A "Gender and Technology Training" module, custom
designed and translated into Chinese, served as the primary tool for the workshop. The
module focussed on specific learning outcomes such as "[recognizing] the concerns and
contributions of having a classroom with students of both genders,"
"[identifying] the expectations held about women in various education and career
roles" and "[becoming] familiar with programs and policies that promote equity
in the classroom. It also reinforced enabling objectives such as "[describing] the
responsibilities of instructors for managing the classroom in a way that includes all
students", "[describing] skills and strategies for handling behavior that
interferes with effective teaching and learning practices in an equitable classroom,"
and "[developing] a strategy to be implemented and evaluated regarding [the
participants] use of equitable teaching practices."

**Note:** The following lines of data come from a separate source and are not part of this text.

use crate::core::{IndexError, Result};
use crate::txn::transaction::{Transaction, TxState};
use std::sync::Arc;
use std::time::Duration;
use tokio::sync::oneshot;

/// A deferred write action queued on a transaction, executed only when the
/// transaction commits. The affected-count flows to the paired
/// [`WriteResult`] through a oneshot channel.
pub(crate) struct WriteTask {
    action: Box<dyn FnOnce() -> Result<u64> + Send>,
    sender: oneshot::Sender<u64>,
}

impl WriteTask {
    pub(crate) fn new<F>(action: F) -> (Self, oneshot::Receiver<u64>)
    where
        F: FnOnce() -> Result<u64> + Send + 'static,
    {
        let (sender, receiver) = oneshot::channel();
        (
            Self {
                action: Box::new(action),
                sender,
            },
            receiver,
        )
    }

    /// Execute the action and publish its affected-count. An error here
    /// aborts the remaining commit sequence of the owning transaction.
    pub(crate) fn run(self) -> Result<()> {
        let affected = (self.action)()?;
        // The caller may have dropped its result handle; that is fine.
        let _ = self.sender.send(affected);
        Ok(())
    }
}

/// Handle on a deferred write action's result.
///
/// The result only becomes observable once the owning transaction has left
/// the active/committing states: a rolled-back transaction reads as zero
/// effect, an unfinished one fails fast instead of blocking.
pub struct WriteResult {
    receiver: oneshot::Receiver<u64>,
    txn: Arc<Transaction>,
}

impl WriteResult {
    pub(crate) fn new(receiver: oneshot::Receiver<u64>, txn: Arc<Transaction>) -> Self {
        Self { receiver, txn }
    }

    fn gate(&self) -> Result<Option<u64>> {
        match self.txn.state() {
            TxState::MarkedRollback | TxState::RollingBack | TxState::RolledBack => Ok(Some(0)),
            TxState::Active | TxState::Committing => Err(IndexError::ResultUnavailable(
                "transaction has not completed".into(),
            )),
            TxState::Committed => Ok(None),
        }
    }

    /// The affected-count, once the owning transaction has completed.
    pub async fn get(self) -> Result<u64> {
        if let Some(zero) = self.gate()? {
            return Ok(zero);
        }
        self.receiver
            .await
            .map_err(|_| IndexError::ResultUnavailable("write action never ran".into()))
    }

    /// Like [`WriteResult::get`], bounded by `timeout`.
    pub async fn get_timeout(self, timeout: Duration) -> Result<u64> {
        if let Some(zero) = self.gate()? {
            return Ok(zero);
        }
        tokio::time::timeout(timeout, self.receiver)
            .await
            .map_err(|_| IndexError::TransactionTimeout)?
            .map_err(|_| IndexError::ResultUnavailable("write action never ran".into()))
    }
}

Feedback from the workshop provided interesting insight into the
perceptions of the Chinese instructors and how gender equity is addressed in China. One
participant commented that in the urban areas "women enjoy the same jobs, the same
salaries and the same status [as men]." She also wrote that at her institute, women
constitute 60 percent of the staff, 50 percent of whom are middle managers, faculty deans
and some are higher-level executives. A male participant commented on the importance of
education and the teacher in the development and implementation of gender equity
principles, "because instructors are the ones who have an impact on the next
generation, and they are the engineers of human souls." One of his colleagues also
felt that the "many problems about issues of women have been solved [in China]",
but "because of tradition, the gender equality problem has not been fully resolved in
Canada."
SAIT project coordinator Marlene Law was involved with the
training project since its inception and concurs that this feedback from the participants
"was a true confirmation of [her] observations and good experiences as a female
project coordinator working in China." "I was especially pleased with their
understanding and open discussions of how significantly the status of women has improved
since the cultural revolution and their sincere commitment as educators to develop
personal action plans for implementation when they returned to their classrooms in
China," she says. These action plans included increased access to institutional
resources and benefits through the appointment of two female project coordinators, one
female technical instructor for curriculum revision and two female technical instructors
for "train-the-trainer" instruction.
Although the gender distribution of the participants in this
technical training project hardly represented the "half" in "Women hold
up half the sky" (seven of the 37 trainers in the project were women),
"this [was] a favorable mix of gender representation" said Ms. Law, "since
female workers have not generally been well represented in the coatings industry in China
and this inequity of gender is typical of the North American coatings industry as well. It
is primarily due to the infancy of the industry rather than the result of
institutionalized gender treatment."
Jessica Albers has
worked in the Business Development amd International Training Department at SAIT in
various administrative capacities since September 1995 and is currently working with the
project management team for the Commonwealth of Independent States Region.